Work order - From the entries below, please output exactly the lines starting at the one containing "for (key, value) in graph" and ending at the one containing "pub fn load_gml(path: impl", both included.

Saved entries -
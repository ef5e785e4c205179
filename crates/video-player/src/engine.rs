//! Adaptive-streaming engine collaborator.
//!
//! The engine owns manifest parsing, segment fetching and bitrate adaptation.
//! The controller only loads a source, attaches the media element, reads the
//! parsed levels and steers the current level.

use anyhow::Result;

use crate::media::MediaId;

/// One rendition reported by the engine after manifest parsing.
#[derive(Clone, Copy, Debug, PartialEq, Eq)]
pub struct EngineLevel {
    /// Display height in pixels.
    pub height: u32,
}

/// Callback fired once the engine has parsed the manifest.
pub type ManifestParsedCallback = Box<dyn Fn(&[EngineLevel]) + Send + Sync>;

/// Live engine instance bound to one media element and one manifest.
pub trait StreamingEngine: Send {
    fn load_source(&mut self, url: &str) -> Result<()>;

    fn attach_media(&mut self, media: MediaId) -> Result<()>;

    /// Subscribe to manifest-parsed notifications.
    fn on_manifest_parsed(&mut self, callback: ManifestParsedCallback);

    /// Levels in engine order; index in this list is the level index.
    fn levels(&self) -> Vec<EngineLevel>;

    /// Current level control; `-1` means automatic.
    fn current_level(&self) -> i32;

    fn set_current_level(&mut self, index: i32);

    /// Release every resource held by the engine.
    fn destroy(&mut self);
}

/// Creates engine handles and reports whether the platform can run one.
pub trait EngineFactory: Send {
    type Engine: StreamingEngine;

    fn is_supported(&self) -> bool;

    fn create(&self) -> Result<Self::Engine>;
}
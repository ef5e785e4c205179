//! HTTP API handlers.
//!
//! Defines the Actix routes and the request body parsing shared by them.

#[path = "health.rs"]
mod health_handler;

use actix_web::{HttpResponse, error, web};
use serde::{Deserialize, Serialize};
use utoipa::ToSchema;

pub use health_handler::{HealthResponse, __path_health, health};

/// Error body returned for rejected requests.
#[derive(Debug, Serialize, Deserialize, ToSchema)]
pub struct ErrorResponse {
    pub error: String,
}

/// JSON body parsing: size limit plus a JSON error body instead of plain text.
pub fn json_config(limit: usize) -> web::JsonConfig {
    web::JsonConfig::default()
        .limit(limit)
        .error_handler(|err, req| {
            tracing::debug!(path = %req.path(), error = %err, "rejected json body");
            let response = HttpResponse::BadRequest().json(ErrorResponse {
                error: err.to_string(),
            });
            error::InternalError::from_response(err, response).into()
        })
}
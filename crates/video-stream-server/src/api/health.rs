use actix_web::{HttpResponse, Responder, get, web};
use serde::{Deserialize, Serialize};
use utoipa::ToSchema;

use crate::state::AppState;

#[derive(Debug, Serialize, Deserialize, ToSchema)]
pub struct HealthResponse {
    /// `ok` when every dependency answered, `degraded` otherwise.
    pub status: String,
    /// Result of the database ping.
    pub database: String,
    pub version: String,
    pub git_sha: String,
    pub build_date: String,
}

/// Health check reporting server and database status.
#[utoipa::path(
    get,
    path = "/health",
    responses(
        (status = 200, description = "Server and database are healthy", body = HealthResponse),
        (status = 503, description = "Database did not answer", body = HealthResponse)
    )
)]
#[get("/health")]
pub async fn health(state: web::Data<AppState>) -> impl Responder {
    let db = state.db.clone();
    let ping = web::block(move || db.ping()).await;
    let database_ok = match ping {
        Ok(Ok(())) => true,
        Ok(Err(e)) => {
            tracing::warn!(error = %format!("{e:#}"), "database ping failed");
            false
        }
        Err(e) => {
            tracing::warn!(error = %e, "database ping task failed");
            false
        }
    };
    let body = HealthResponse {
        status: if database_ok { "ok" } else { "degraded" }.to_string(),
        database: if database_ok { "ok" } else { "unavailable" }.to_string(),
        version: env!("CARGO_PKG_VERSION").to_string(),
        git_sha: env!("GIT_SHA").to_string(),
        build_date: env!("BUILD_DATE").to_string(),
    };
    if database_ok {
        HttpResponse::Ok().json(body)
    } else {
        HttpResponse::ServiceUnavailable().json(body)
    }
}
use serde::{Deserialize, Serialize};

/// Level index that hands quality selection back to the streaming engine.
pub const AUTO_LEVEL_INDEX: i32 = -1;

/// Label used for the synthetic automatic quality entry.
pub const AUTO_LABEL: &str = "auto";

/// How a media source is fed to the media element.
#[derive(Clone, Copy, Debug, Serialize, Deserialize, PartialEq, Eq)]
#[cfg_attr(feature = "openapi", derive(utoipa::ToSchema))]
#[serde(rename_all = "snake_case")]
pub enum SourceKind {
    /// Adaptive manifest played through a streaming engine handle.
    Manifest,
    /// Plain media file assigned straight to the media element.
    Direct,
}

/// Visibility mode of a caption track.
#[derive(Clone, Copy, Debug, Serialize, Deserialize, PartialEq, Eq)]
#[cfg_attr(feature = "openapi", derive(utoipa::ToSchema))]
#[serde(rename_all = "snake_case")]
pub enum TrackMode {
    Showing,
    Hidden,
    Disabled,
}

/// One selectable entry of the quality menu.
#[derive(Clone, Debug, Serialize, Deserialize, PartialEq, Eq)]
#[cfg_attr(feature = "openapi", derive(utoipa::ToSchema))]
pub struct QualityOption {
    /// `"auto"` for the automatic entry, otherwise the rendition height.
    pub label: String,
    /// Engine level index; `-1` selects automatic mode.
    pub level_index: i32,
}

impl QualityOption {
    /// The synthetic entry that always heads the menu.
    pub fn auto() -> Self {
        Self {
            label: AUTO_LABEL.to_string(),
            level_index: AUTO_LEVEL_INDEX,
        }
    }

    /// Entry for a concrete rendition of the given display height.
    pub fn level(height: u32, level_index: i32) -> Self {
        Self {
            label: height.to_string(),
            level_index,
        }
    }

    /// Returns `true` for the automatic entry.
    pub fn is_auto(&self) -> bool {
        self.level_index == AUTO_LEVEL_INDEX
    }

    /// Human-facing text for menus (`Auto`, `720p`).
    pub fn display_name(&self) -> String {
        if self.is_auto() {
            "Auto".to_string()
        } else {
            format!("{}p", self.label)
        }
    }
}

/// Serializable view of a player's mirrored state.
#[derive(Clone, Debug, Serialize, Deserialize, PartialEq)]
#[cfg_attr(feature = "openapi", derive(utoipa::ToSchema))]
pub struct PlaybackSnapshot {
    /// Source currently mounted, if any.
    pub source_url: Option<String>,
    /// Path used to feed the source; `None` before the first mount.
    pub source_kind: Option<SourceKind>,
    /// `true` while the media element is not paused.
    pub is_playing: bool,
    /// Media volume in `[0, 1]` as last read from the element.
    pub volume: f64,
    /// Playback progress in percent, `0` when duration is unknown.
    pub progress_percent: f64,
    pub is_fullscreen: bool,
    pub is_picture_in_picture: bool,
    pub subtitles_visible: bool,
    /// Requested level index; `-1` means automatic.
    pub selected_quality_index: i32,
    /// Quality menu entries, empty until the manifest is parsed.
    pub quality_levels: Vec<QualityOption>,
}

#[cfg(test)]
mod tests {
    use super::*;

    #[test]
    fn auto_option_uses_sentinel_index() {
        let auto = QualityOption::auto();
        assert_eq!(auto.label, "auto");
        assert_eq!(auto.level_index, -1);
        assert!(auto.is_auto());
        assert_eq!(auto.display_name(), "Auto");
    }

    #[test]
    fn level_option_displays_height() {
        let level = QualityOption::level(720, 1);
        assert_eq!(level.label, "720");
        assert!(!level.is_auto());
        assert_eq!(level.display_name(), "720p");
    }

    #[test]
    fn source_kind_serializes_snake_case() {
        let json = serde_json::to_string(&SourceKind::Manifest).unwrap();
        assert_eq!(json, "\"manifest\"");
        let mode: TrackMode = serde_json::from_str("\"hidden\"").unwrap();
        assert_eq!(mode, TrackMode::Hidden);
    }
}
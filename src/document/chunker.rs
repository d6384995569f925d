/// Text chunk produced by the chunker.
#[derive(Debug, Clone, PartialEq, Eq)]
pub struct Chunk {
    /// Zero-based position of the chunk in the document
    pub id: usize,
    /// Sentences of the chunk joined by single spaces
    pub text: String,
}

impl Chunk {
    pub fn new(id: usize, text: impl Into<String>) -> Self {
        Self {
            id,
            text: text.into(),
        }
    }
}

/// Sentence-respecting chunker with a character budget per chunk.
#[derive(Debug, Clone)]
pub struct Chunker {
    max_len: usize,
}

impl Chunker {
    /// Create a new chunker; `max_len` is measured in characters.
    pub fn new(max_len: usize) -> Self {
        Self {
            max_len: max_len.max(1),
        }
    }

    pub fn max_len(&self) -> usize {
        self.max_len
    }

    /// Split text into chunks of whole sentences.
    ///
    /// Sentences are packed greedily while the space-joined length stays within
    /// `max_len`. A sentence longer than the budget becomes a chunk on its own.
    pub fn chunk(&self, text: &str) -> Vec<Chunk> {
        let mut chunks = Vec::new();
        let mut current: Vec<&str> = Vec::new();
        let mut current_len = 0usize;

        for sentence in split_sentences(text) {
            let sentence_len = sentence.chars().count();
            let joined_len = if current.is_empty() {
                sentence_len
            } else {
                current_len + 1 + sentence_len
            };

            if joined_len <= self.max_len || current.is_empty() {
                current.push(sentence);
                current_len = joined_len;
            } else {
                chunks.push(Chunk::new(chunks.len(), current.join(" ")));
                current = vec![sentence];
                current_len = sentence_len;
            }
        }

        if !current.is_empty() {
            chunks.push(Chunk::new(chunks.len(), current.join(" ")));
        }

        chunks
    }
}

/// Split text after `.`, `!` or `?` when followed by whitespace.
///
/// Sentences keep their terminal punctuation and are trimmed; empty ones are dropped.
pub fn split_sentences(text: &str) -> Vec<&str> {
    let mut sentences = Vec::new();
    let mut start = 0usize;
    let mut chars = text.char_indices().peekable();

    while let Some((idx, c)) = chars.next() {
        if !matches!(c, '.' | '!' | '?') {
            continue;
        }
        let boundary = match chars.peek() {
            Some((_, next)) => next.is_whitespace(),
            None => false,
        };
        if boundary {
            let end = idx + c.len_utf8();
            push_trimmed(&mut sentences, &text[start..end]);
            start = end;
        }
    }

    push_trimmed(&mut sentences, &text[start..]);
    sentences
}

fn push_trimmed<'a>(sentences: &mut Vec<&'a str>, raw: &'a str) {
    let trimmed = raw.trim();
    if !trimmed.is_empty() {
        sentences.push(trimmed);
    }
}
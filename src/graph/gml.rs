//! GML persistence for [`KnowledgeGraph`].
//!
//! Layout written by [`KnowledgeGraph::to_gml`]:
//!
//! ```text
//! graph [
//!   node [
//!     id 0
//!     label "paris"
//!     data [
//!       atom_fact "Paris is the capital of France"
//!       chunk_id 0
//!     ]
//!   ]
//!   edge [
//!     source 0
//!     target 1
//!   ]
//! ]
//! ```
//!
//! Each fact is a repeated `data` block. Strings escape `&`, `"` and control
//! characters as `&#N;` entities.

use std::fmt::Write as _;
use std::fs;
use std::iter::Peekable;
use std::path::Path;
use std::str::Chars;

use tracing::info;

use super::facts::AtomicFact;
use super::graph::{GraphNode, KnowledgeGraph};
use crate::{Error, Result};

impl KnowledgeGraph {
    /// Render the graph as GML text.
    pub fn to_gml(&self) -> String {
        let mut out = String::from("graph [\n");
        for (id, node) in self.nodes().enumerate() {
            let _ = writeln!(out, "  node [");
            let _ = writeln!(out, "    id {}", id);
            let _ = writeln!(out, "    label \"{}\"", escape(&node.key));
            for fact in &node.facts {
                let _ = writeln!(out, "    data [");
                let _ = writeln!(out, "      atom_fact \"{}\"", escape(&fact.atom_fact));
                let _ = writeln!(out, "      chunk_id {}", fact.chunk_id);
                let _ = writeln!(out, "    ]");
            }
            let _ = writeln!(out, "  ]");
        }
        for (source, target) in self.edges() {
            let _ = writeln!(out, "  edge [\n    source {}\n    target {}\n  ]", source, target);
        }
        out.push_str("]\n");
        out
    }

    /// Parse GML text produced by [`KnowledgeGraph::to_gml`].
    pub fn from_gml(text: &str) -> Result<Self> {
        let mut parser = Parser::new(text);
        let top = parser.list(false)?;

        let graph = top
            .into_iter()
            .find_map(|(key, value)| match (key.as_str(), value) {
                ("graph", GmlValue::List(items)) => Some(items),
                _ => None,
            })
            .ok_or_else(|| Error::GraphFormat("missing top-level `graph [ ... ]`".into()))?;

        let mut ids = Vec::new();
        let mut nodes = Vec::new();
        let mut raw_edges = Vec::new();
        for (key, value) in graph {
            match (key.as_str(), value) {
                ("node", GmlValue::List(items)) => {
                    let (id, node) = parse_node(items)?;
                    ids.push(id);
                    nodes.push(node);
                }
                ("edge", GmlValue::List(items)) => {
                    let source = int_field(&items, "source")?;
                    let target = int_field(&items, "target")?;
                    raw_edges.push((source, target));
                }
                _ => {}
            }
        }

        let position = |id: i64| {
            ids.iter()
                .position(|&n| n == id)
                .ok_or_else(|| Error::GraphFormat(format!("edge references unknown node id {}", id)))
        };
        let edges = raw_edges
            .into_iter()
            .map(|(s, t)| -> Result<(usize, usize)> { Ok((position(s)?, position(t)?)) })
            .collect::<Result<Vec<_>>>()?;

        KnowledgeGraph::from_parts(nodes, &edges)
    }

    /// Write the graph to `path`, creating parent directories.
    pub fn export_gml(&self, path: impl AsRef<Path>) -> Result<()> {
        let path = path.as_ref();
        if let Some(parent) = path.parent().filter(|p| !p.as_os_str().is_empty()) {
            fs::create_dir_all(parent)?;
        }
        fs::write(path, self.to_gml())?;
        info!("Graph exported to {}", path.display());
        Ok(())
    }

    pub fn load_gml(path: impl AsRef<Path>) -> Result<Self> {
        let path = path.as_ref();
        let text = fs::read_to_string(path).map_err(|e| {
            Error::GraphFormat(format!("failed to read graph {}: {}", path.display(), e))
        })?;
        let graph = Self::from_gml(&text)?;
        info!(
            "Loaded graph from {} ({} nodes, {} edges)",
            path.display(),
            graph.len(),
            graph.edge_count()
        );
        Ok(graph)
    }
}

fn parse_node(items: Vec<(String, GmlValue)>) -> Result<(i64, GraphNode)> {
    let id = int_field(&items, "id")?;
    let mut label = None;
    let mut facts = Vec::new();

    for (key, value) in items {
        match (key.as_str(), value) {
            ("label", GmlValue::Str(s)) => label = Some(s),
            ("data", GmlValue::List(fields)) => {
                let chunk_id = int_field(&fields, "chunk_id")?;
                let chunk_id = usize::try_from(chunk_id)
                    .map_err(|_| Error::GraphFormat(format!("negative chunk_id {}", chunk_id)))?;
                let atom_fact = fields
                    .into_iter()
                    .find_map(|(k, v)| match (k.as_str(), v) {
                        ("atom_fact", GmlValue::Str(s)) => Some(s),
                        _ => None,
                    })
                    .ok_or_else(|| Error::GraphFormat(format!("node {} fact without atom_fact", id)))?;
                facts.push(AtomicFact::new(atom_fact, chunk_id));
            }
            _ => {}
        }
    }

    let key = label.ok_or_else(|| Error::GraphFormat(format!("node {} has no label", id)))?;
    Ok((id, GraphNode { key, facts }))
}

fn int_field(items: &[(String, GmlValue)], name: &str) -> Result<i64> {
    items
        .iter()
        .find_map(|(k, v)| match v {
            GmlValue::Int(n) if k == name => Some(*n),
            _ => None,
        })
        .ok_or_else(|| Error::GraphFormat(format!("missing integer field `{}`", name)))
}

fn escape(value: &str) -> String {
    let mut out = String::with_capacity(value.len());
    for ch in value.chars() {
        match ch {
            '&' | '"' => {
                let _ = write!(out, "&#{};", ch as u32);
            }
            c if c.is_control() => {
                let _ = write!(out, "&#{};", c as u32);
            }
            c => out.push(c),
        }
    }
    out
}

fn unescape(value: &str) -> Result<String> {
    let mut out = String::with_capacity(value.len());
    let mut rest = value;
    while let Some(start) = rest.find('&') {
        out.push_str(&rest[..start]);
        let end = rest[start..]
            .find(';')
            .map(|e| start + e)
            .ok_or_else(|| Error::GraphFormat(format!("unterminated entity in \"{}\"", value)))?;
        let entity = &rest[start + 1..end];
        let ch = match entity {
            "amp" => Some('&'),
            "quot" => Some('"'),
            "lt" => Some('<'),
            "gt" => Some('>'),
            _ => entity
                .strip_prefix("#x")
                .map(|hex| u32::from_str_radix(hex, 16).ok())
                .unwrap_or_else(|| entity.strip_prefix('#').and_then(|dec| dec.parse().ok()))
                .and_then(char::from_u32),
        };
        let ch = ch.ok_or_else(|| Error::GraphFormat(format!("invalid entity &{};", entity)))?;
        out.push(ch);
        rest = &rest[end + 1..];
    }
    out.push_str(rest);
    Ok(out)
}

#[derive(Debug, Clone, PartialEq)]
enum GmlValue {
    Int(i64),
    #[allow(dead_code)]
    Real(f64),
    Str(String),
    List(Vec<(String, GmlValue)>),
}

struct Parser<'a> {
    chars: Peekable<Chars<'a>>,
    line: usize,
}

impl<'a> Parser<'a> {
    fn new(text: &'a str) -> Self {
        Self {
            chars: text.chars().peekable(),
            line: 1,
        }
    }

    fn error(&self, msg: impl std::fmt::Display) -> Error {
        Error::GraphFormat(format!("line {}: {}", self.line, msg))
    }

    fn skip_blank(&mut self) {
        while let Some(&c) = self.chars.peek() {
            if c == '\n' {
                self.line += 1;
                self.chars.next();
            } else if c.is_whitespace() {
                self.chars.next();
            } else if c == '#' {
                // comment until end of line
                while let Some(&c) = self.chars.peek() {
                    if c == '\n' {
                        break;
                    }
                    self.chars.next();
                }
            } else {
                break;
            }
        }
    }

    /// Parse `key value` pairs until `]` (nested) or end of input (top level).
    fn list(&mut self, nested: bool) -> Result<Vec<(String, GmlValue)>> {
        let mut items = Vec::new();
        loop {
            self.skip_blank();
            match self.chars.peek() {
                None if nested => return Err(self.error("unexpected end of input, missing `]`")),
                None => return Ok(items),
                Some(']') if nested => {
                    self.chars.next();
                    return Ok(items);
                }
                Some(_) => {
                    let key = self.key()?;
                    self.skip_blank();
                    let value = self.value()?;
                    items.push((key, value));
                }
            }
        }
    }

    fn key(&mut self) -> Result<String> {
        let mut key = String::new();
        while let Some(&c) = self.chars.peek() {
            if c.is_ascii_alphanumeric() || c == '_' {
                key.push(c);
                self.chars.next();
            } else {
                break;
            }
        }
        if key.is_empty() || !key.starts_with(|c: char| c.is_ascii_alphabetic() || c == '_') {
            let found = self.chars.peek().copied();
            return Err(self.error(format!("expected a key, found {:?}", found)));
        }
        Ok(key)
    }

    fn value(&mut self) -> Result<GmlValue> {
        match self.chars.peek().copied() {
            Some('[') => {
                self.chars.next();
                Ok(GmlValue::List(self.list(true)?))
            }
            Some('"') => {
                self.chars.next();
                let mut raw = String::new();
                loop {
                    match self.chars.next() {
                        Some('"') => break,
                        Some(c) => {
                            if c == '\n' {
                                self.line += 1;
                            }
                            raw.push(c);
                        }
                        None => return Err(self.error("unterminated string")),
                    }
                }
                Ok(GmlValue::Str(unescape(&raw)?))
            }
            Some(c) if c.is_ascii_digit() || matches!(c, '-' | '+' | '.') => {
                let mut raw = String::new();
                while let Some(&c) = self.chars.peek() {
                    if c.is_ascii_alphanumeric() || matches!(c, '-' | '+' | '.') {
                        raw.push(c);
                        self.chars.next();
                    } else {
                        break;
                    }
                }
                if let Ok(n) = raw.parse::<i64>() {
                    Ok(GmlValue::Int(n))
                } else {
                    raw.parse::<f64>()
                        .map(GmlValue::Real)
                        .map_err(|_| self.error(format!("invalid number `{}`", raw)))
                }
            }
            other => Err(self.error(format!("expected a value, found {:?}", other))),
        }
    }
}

Exercise response -
        for (key, value) in graph {
            match (key.as_str(), value) {
                ("node", GmlValue::List(items)) => {
                    let (id, node) = parse_node(items)?;
                    ids.push(id);
                    nodes.push(node);
                }
                ("edge", GmlValue::List(items)) => {
                    let source = int_field(&items, "source")?;
                    let target = int_field(&items, "target")?;
                    raw_edges.push((source, target));
                }
                _ => {}
            }
        }

        let position = |id: i64| {
            ids.iter()
                .position(|&n| n == id)
                .ok_or_else(|| Error::GraphFormat(format!("edge references unknown node id {}", id)))
        };
        let edges = raw_edges
            .into_iter()
            .map(|(s, t)| -> Result<(usize, usize)> { Ok((position(s)?, position(t)?)) })
            .collect::<Result<Vec<_>>>()?;

        KnowledgeGraph::from_parts(nodes, &edges)
    }

    /// Write the graph to `path`, creating parent directories.
    pub fn export_gml(&self, path: impl AsRef<Path>) -> Result<()> {
        let path = path.as_ref();
        if let Some(parent) = path.parent().filter(|p| !p.as_os_str().is_empty()) {
            fs::create_dir_all(parent)?;
        }
        fs::write(path, self.to_gml())?;
        info!("Graph exported to {}", path.display());
        Ok(())
    }

    pub fn load_gml(path: impl AsRef<Path>) -> Result<Self> {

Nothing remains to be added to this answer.